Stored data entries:

=== Section Start ===

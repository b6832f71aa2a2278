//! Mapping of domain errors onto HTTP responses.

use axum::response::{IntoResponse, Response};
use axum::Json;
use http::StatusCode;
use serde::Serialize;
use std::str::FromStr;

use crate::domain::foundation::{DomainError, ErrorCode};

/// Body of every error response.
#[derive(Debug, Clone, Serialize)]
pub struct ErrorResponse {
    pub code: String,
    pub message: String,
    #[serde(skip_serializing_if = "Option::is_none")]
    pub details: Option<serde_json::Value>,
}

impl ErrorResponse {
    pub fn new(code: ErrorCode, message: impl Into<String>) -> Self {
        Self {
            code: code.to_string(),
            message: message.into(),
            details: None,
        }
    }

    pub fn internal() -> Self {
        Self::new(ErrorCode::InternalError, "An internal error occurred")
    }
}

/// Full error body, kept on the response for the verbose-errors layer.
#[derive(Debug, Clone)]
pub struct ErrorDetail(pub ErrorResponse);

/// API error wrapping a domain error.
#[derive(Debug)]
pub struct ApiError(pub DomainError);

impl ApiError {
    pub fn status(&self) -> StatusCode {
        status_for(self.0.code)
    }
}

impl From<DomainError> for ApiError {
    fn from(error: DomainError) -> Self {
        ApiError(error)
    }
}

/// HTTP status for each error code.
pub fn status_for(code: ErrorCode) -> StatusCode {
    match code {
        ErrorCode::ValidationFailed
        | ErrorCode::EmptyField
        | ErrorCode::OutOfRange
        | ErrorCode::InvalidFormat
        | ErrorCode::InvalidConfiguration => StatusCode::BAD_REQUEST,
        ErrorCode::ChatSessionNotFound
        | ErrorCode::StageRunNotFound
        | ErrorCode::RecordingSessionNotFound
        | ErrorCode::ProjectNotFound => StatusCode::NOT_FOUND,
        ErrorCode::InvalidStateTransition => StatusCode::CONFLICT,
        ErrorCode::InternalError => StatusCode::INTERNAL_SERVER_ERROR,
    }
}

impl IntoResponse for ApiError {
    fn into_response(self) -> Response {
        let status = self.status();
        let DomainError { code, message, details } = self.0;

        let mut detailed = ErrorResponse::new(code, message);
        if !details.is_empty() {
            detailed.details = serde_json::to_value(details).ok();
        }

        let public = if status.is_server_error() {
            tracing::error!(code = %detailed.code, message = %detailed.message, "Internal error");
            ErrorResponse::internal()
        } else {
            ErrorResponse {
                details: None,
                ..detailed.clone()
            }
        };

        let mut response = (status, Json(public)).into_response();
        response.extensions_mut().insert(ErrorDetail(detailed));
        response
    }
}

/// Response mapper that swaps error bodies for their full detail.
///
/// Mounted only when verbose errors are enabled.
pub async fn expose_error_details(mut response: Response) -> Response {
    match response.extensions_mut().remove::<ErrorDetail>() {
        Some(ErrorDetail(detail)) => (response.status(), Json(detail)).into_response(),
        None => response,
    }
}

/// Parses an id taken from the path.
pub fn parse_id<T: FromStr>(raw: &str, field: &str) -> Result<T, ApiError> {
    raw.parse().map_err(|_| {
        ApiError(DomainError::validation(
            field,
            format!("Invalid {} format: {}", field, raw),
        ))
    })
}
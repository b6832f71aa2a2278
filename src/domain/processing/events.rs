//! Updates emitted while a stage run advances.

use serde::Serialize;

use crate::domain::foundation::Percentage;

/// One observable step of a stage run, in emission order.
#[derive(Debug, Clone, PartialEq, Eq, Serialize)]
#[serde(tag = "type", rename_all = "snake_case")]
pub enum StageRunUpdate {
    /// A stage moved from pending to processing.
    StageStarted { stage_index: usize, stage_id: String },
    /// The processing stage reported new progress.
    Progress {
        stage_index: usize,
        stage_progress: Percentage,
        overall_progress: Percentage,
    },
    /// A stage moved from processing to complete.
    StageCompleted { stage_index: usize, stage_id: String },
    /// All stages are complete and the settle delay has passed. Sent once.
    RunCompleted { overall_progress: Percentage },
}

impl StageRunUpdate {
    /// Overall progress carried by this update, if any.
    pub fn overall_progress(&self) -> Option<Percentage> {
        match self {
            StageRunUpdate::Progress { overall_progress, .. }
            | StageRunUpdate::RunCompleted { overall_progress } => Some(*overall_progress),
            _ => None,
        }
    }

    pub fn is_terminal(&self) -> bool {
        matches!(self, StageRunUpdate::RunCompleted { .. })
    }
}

=== Section End ===
=== Section Start ===

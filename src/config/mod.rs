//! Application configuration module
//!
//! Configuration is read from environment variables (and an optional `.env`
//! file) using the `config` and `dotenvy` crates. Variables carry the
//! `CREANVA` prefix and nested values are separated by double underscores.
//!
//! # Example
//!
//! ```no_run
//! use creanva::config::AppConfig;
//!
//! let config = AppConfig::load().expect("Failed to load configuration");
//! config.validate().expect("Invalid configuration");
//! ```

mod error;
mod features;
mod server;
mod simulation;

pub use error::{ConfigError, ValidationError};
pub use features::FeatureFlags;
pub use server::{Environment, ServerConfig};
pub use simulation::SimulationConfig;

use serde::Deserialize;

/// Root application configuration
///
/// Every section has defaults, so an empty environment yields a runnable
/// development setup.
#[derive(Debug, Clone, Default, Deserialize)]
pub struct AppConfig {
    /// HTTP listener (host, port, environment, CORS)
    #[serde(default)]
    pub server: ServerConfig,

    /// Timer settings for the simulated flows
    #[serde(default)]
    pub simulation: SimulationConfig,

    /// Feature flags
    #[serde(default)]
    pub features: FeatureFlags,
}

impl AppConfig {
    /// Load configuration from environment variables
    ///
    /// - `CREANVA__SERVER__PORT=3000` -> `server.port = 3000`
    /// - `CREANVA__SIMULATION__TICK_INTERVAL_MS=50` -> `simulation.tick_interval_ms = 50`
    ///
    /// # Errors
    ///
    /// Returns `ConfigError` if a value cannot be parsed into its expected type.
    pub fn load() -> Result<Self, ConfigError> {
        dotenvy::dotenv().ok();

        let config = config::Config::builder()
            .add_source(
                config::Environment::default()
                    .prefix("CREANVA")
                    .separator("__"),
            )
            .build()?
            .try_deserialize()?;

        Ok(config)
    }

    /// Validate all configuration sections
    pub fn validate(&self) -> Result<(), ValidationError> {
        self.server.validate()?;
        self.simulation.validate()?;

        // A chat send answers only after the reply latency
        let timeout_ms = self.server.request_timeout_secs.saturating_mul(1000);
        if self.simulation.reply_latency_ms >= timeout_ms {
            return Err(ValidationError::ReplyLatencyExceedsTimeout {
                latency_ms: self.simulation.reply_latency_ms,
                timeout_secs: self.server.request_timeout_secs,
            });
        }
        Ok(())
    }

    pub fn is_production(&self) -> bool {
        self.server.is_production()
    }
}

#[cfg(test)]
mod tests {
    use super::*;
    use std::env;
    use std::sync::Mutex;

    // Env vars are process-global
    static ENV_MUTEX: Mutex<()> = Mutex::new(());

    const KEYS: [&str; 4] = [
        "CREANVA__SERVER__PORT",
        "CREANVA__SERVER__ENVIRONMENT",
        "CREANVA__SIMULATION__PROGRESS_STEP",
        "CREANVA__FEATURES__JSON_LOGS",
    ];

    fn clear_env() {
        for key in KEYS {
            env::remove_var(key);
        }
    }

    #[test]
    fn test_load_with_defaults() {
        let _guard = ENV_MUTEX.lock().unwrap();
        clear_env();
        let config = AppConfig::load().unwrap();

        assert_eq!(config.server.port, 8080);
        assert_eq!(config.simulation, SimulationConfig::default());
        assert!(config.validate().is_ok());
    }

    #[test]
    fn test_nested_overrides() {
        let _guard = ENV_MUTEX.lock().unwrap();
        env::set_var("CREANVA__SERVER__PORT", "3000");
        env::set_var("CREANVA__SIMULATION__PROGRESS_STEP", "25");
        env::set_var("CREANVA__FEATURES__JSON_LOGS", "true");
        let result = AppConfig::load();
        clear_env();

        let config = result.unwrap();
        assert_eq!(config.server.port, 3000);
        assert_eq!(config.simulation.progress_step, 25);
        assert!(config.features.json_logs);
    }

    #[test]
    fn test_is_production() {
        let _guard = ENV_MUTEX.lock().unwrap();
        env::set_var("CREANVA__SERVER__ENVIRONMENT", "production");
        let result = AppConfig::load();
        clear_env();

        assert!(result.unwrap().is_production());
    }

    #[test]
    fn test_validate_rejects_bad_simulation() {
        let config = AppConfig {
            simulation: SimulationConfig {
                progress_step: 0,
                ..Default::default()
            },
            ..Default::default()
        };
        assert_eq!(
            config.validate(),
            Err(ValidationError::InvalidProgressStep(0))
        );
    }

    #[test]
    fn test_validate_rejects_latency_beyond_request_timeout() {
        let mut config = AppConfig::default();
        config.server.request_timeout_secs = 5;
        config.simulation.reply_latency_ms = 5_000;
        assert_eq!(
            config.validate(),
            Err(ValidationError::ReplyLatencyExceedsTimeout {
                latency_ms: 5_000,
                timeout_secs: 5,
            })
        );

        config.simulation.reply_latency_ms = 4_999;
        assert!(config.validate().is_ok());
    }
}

=== Section End ===

__What to work on__:
Reproduce the entries above exactly, but only the lines between the line holding "configuration from environment variables" and the line holding "if self.simulation.reply_latency_ms >= timeout_ms", inclusive.

__Task answer__:
    /// Load configuration from environment variables
    ///
    /// - `CREANVA__SERVER__PORT=3000` -> `server.port = 3000`
    /// - `CREANVA__SIMULATION__TICK_INTERVAL_MS=50` -> `simulation.tick_interval_ms = 50`
    ///
    /// # Errors
    ///
    /// Returns `ConfigError` if a value cannot be parsed into its expected type.
    pub fn load() -> Result<Self, ConfigError> {
        dotenvy::dotenv().ok();

        let config = config::Config::builder()
            .add_source(
                config::Environment::default()
                    .prefix("CREANVA")
                    .separator("__"),
            )
            .build()?
            .try_deserialize()?;

        Ok(config)
    }

    /// Validate all configuration sections
    pub fn validate(&self) -> Result<(), ValidationError> {
        self.server.validate()?;
        self.simulation.validate()?;

        // A chat send answers only after the reply latency
        let timeout_ms = self.server.request_timeout_secs.saturating_mul(1000);
        if self.simulation.reply_latency_ms >= timeout_ms {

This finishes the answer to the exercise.